INSTRUCTIONS FOR THE TASK: What you give must be exactly the lines of the material from the first through the line that contains "use crate::error::ConfigError;", inclusive, and no others.

RECORDED DATA:
◆ ◆ ◆ ◆ ◆
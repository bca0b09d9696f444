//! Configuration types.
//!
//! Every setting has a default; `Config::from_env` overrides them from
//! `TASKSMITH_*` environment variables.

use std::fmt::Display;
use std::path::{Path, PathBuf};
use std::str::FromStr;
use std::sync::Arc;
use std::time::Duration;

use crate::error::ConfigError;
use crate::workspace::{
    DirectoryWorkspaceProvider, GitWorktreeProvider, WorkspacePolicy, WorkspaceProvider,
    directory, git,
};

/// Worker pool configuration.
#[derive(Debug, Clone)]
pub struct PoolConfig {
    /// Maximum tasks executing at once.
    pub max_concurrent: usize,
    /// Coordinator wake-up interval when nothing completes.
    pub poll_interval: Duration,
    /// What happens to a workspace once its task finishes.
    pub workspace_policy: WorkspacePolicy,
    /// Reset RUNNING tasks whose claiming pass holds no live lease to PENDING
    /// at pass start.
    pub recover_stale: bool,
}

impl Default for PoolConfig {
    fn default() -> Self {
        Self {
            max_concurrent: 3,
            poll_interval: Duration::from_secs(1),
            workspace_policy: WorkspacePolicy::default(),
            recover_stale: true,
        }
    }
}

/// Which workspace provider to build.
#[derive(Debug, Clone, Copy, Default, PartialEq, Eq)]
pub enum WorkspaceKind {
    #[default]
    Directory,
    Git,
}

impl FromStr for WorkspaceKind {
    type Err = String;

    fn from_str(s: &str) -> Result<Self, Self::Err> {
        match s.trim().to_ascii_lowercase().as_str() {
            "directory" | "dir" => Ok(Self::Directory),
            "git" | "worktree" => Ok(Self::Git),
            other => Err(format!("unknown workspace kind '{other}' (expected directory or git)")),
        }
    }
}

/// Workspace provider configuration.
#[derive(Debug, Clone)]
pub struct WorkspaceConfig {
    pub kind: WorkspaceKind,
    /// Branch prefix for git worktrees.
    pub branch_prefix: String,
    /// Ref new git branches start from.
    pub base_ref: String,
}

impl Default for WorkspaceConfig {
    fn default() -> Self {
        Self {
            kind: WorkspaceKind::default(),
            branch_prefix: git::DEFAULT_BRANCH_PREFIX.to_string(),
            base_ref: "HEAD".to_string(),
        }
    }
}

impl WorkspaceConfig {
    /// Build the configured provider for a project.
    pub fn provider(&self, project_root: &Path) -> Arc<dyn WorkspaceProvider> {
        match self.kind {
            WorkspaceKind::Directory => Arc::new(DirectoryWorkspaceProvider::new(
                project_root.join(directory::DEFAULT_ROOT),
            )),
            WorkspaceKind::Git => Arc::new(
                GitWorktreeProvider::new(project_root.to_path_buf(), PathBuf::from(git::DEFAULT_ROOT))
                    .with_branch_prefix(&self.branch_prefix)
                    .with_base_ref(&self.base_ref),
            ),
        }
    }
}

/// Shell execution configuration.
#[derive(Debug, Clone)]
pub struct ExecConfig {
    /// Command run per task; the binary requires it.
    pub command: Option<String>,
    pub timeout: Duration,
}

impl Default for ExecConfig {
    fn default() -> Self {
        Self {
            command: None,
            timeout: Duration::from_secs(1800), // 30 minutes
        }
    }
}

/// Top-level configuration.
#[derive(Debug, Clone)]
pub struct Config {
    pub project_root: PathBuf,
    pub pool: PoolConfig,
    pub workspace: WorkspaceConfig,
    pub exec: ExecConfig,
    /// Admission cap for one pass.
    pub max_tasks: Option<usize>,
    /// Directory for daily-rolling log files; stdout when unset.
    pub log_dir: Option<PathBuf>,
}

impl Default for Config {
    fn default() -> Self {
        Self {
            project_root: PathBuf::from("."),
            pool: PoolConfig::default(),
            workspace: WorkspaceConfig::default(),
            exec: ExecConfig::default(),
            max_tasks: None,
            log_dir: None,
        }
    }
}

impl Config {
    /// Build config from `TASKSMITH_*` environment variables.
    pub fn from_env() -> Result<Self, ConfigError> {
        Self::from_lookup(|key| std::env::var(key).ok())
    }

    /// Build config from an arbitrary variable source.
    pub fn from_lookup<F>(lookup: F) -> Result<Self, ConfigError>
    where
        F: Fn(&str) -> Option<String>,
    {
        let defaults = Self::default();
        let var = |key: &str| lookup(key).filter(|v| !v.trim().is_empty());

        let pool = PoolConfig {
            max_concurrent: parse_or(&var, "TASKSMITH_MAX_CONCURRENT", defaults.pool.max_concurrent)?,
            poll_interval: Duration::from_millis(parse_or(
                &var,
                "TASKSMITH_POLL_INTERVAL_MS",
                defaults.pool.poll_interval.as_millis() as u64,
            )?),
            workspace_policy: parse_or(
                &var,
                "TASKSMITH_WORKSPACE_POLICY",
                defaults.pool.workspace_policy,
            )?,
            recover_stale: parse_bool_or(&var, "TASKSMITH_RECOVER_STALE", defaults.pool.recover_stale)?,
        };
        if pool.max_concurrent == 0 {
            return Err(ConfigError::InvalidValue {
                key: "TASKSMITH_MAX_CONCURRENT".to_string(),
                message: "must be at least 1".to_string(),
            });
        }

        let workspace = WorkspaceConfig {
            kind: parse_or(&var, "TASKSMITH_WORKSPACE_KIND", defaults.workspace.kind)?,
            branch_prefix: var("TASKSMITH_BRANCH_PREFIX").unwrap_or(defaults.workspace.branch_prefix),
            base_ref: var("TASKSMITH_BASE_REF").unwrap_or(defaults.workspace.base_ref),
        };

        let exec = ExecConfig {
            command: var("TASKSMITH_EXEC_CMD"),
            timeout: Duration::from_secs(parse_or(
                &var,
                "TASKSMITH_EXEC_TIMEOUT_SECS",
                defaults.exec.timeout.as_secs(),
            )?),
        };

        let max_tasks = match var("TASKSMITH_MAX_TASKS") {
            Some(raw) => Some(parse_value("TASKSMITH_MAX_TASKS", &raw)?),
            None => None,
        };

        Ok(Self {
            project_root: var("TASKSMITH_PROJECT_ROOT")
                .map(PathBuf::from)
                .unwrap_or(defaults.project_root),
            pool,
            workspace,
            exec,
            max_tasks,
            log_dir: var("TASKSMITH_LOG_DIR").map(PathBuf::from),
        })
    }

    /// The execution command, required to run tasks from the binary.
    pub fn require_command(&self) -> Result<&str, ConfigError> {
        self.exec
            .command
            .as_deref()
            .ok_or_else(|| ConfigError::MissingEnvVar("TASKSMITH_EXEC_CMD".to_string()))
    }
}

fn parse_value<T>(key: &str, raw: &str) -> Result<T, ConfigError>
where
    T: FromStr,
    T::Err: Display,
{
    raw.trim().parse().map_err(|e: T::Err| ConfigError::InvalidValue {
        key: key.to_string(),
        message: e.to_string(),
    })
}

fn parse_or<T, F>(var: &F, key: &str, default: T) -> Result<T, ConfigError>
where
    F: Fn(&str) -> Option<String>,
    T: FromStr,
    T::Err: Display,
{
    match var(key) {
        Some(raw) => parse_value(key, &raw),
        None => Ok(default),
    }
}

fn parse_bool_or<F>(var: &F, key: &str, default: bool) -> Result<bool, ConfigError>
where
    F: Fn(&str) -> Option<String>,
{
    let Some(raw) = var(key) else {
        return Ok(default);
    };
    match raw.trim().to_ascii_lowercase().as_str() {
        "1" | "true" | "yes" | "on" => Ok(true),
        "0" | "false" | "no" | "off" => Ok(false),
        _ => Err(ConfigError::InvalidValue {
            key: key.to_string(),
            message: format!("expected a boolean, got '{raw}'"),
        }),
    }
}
◆ ◆ ◆ ◆ ◆
RESPONSE TO THIS TASK:
repository bca0b09d9696f444
//! Configuration types.
//!
//! Every setting has a default; `Config::from_env` overrides them from
//! `TASKSMITH_*` environment variables.

use std::fmt::Display;
use std::path::{Path, PathBuf};
use std::str::FromStr;
use std::sync::Arc;
use std::time::Duration;

use crate::error::ConfigError;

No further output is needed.